======== Information ========

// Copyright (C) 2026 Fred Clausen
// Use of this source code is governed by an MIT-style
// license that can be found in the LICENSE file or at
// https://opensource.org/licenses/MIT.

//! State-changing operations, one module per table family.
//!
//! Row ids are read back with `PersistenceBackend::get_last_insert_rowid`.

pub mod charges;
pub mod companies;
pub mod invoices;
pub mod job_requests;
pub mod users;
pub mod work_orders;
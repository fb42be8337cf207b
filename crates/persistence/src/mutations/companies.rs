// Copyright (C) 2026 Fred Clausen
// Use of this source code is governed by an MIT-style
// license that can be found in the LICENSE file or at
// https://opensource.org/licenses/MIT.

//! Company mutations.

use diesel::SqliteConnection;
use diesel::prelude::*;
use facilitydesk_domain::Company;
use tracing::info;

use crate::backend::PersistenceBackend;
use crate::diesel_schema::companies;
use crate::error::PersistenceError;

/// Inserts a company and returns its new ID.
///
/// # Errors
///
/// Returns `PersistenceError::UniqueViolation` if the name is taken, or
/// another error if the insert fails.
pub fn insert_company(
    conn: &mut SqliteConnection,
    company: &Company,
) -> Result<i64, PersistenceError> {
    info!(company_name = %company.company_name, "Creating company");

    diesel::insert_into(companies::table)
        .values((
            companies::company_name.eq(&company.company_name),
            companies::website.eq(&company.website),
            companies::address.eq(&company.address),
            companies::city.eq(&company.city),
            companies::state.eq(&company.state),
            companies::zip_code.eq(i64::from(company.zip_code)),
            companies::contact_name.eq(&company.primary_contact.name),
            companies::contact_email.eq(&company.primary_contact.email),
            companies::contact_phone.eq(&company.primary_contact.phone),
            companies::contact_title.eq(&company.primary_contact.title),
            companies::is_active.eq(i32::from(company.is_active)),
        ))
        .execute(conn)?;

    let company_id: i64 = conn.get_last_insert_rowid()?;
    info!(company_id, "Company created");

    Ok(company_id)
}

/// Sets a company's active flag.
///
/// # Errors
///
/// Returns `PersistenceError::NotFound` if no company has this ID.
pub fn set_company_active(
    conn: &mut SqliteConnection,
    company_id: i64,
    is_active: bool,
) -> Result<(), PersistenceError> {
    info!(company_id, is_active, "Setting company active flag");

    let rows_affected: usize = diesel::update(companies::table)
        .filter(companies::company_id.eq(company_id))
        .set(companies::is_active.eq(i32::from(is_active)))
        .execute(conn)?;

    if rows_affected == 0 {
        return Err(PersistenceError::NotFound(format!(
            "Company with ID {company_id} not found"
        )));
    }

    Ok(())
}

========

What the task asks
Down to the last line, return the data above exactly.

Problem solution
// Copyright (C) 2026 Fred Clausen
// Use of this source code is governed by an MIT-style
// license that can be found in the LICENSE file or at
// https://opensource.org/licenses/MIT.

//! State-changing operations, one module per table family.
//!
//! Row ids are read back with `PersistenceBackend::get_last_insert_rowid`.

pub mod charges;
pub mod companies;
pub mod invoices;
pub mod job_requests;
pub mod users;
pub mod work_orders;
repository fb42be8337cf207b
filename crates/persistence/src/mutations/companies.rs
// Copyright (C) 2026 Fred Clausen
// Use of this source code is governed by an MIT-style
// license that can be found in the LICENSE file or at
// https://opensource.org/licenses/MIT.

//! Company mutations.

use diesel::SqliteConnection;
use diesel::prelude::*;
use facilitydesk_domain::Company;
use tracing::info;

use crate::backend::PersistenceBackend;
use crate::diesel_schema::companies;
use crate::error::PersistenceError;

/// Inserts a company and returns its new ID.
///
/// # Errors
///
/// Returns `PersistenceError::UniqueViolation` if the name is taken, or
/// another error if the insert fails.
pub fn insert_company(
    conn: &mut SqliteConnection,
    company: &Company,
) -> Result<i64, PersistenceError> {
    info!(company_name = %company.company_name, "Creating company");

    diesel::insert_into(companies::table)
        .values((
            companies::company_name.eq(&company.company_name),
            companies::website.eq(&company.website),
            companies::address.eq(&company.address),
            companies::city.eq(&company.city),
            companies::state.eq(&company.state),
            companies::zip_code.eq(i64::from(company.zip_code)),
            companies::contact_name.eq(&company.primary_contact.name),
            companies::contact_email.eq(&company.primary_contact.email),
            companies::contact_phone.eq(&company.primary_contact.phone),
            companies::contact_title.eq(&company.primary_contact.title),
            companies::is_active.eq(i32::from(company.is_active)),
        ))
        .execute(conn)?;

    let company_id: i64 = conn.get_last_insert_rowid()?;
    info!(company_id, "Company created");

    Ok(company_id)
}

/// Sets a company's active flag.
///
/// # Errors
///
/// Returns `PersistenceError::NotFound` if no company has this ID.
pub fn set_company_active(
    conn: &mut SqliteConnection,
    company_id: i64,
    is_active: bool,
) -> Result<(), PersistenceError> {
    info!(company_id, is_active, "Setting company active flag");

    let rows_affected: usize = diesel::update(companies::table)
        .filter(companies::company_id.eq(company_id))
        .set(companies::is_active.eq(i32::from(is_active)))
        .execute(conn)?;

    if rows_affected == 0 {
        return Err(PersistenceError::NotFound(format!(
            "Company with ID {company_id} not found"
        )));
    }

    Ok(())
}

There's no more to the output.